The Black Shumen is a Bulgarian breed of chicken. It originates in Shumen Province, in north-eastern Bulgaria. In the mid-twentieth century it was cross-bred with Minorca chickens and later, briefly, with Rhode Island Red birds.

In the twenty-first century it is an endangered breed; one flock of about 200 birds is maintained at the Agricultural Institute of Stara Zagora.

== History ==

Black chickens showing some Mediterranean characteristics – a large comb, falling to one side in hens; high production of white eggs; early maturation – were traditionally reared in Shumen Province, in north-eastern Bulgaria, and in the valley of the Kamchiya River, which flows eastward to the Black Sea. Between 1951 and 1989, birds of this type were selectively bred at the Agricultural Institute of Stara Zagora (Zemedelski Institut Stara Zagora) at Malko Kadievo, near the city of Stara Zagora. After an initial phase of cross-breeding with black Minorca cocks, the Black Shumen was recognised as a breed. in the 1960s and 1970s an attempt was made to increase the size of the birds by cross-breeding with Rhode Island Red stock; this did not last long.

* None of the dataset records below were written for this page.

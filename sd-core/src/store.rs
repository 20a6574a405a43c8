// SPDX-License-Identifier: AGPL-3.0-or-later
//! Object store trait

use async_trait::async_trait;
use bytes::Bytes;
use std::path::Path;

use crate::{
    error::{DriveError, DriveResult},
    query::ListQuery,
    record::{CreatedObject, DeleteConfirmation, ListResponse},
    stats::StorageStats,
};

pub const DEFAULT_CONTENT_TYPE: &str = "application/octet-stream";

/// File content to upload
#[derive(Debug, Clone)]
pub struct UploadFile {
    pub file_name: String,
    pub content_type: Option<String>,
    pub data: Bytes,
}

impl UploadFile {
    pub fn new(file_name: impl Into<String>, data: impl Into<Bytes>) -> Self {
        Self {
            file_name: file_name.into(),
            content_type: None,
            data: data.into(),
        }
    }

    pub fn with_content_type(mut self, content_type: impl Into<String>) -> Self {
        self.content_type = Some(content_type.into());
        self
    }

    /// Read a local file, guessing the content type from its extension
    pub async fn from_path(path: impl AsRef<Path>) -> DriveResult<Self> {
        let path = path.as_ref();
        let file_name = path
            .file_name()
            .and_then(|n| n.to_str())
            .ok_or_else(|| DriveError::Io(std::io::Error::new(
                std::io::ErrorKind::InvalidInput,
                format!("not a file path: {}", path.display()),
            )))?
            .to_string();
        let data = tokio::fs::read(path).await?;
        let content_type = mime_guess::from_path(path).first().map(|m| m.to_string());

        Ok(Self {
            file_name,
            content_type,
            data: Bytes::from(data),
        })
    }

    pub fn content_type(&self) -> &str {
        self.content_type.as_deref().unwrap_or(DEFAULT_CONTENT_TYPE)
    }

    pub fn len(&self) -> usize {
        self.data.len()
    }

    pub fn is_empty(&self) -> bool {
        self.data.is_empty()
    }
}

/// Remote object storage.
///
/// Every call except [`ObjectStore::download_url`] is one round trip with no
/// caching, retry or de-duplication.
#[async_trait]
pub trait ObjectStore: Send + Sync {
    async fn list_files(&self, query: &ListQuery) -> DriveResult<ListResponse>;
    async fn storage_stats(&self) -> DriveResult<StorageStats>;
    async fn upload_file(
        &self,
        file: UploadFile,
        folder: Option<&str>,
        logical_name: Option<&str>,
    ) -> DriveResult<CreatedObject>;
    async fn delete_file(&self, object_id: &str) -> DriveResult<DeleteConfirmation>;

    /// Retrieval URL for an object; no network access
    fn download_url(&self, object_id: &str) -> String;
}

In the latter twentieth century the Black Shumen was widely distributed, in farms, schools, agricultural colleges and research institutes. With the changes that followed the Fall of the Iron Curtain in 1989, breed numbers dropped sharply. In the twenty-first century there is only one flock of the birds, that at the Agricultural Institute of Stara Zagora. In 2026 this numbered 200 birds, 180 hens and 20 cocks; the conservation status of the breed was reported as "at risk/endangered-maintained".

== Characteristics ==

The Black Shumen is black with green lights; the shanks and feet are slate-grey, the skin is white (unpigmented) and the beak is black. The comb is large, with five to seven points; the earlobes are elongated and the wattles are large. Comb, wattles and earlobes are all bright red; in hens the comb droops to one side or the other.

It is a light breed: weights are variously given as 1.3 kg for hens and 1.8 kg for cocks, or as 1.5 kg for hens and 2.0 kg respectively.

== Use ==

It is early-maturing; on average, hens start laying at 145 or at 173 days old. Egg production is variously reported as either 150–155 or 160–170 greyish-white eggs per year, weighing either 45 g or 53 g.